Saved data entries
- - - -
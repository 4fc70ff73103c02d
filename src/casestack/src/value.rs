// Copyright 2026 The Simlin Authors. All rights reserved.
// Use of this source code is governed by the Apache License,
// Version 2.0, that can be found in the LICENSE file.

use std::collections::BTreeMap;
use std::fmt;

use ordered_float::OrderedFloat;
use serde::{Deserialize, Serialize};

/// A single discrete level of a factor.
///
/// Factor values end up as map keys (they identify a combination) and as
/// coordinate labels, so floats are wrapped in `OrderedFloat` to get total
/// equality and hashing.
#[derive(Clone, PartialEq, Eq, Hash, PartialOrd, Ord, Debug, Serialize, Deserialize)]
#[serde(untagged)]
pub enum FactorValue {
    Int(i64),
    Float(OrderedFloat<f64>),
    Str(String),
}

impl FactorValue {
    pub fn as_str(&self) -> Option<&str> {
        match self {
            FactorValue::Str(s) => Some(s.as_str()),
            _ => None,
        }
    }
}

impl fmt::Display for FactorValue {
    fn fmt(&self, f: &mut fmt::Formatter) -> fmt::Result {
        match self {
            FactorValue::Int(n) => write!(f, "{n}"),
            // integral floats print as `1.0`, not `1`
            FactorValue::Float(n) if n.0.is_finite() && n.0.fract() == 0.0 && n.0.abs() < 1e16 => {
                write!(f, "{:.1}", n.0)
            }
            FactorValue::Float(n) => write!(f, "{}", n.0),
            FactorValue::Str(s) => write!(f, "{s}"),
        }
    }
}

impl From<&str> for FactorValue {
    fn from(s: &str) -> Self {
        FactorValue::Str(s.to_owned())
    }
}

impl From<String> for FactorValue {
    fn from(s: String) -> Self {
        FactorValue::Str(s)
    }
}

impl From<i64> for FactorValue {
    fn from(n: i64) -> Self {
        FactorValue::Int(n)
    }
}

impl From<i32> for FactorValue {
    fn from(n: i32) -> Self {
        FactorValue::Int(n as i64)
    }
}

impl From<f64> for FactorValue {
    fn from(n: f64) -> Self {
        FactorValue::Float(OrderedFloat(n))
    }
}

/// A descriptive attribute value attached to a variable, coordinate or
/// dataset (`units`, `long_name`, `scale_factor`, ...).
#[derive(Clone, PartialEq, Debug, Serialize, Deserialize)]
#[serde(untagged)]
pub enum AttrValue {
    Int(i64),
    Float(f64),
    Str(String),
    FloatList(Vec<f64>),
}

impl fmt::Display for AttrValue {
    fn fmt(&self, f: &mut fmt::Formatter) -> fmt::Result {
        match self {
            AttrValue::Int(n) => write!(f, "{n}"),
            AttrValue::Float(n) => write!(f, "{n}"),
            AttrValue::Str(s) => write!(f, "{s}"),
            AttrValue::FloatList(list) => {
                let parts: Vec<String> = list.iter().map(|n| n.to_string()).collect();
                write!(f, "[{}]", parts.join(", "))
            }
        }
    }
}

impl From<&str> for AttrValue {
    fn from(s: &str) -> Self {
        AttrValue::Str(s.to_owned())
    }
}

impl From<String> for AttrValue {
    fn from(s: String) -> Self {
        AttrValue::Str(s)
    }
}

impl From<i64> for AttrValue {
    fn from(n: i64) -> Self {
        AttrValue::Int(n)
    }
}

impl From<f64> for AttrValue {
    fn from(n: f64) -> Self {
        AttrValue::Float(n)
    }
}

impl From<Vec<f64>> for AttrValue {
    fn from(list: Vec<f64>) -> Self {
        AttrValue::FloatList(list)
    }
}

pub type Attrs = BTreeMap<String, AttrValue>;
- - - -
* REQUIREMENT
Show every line above in which the word "parts" occurs.

* TASK OUTPUT
                let parts: Vec<String> = list.iter().map(|n| n.to_string()).collect();
                write!(f, "[{}]", parts.join(", "))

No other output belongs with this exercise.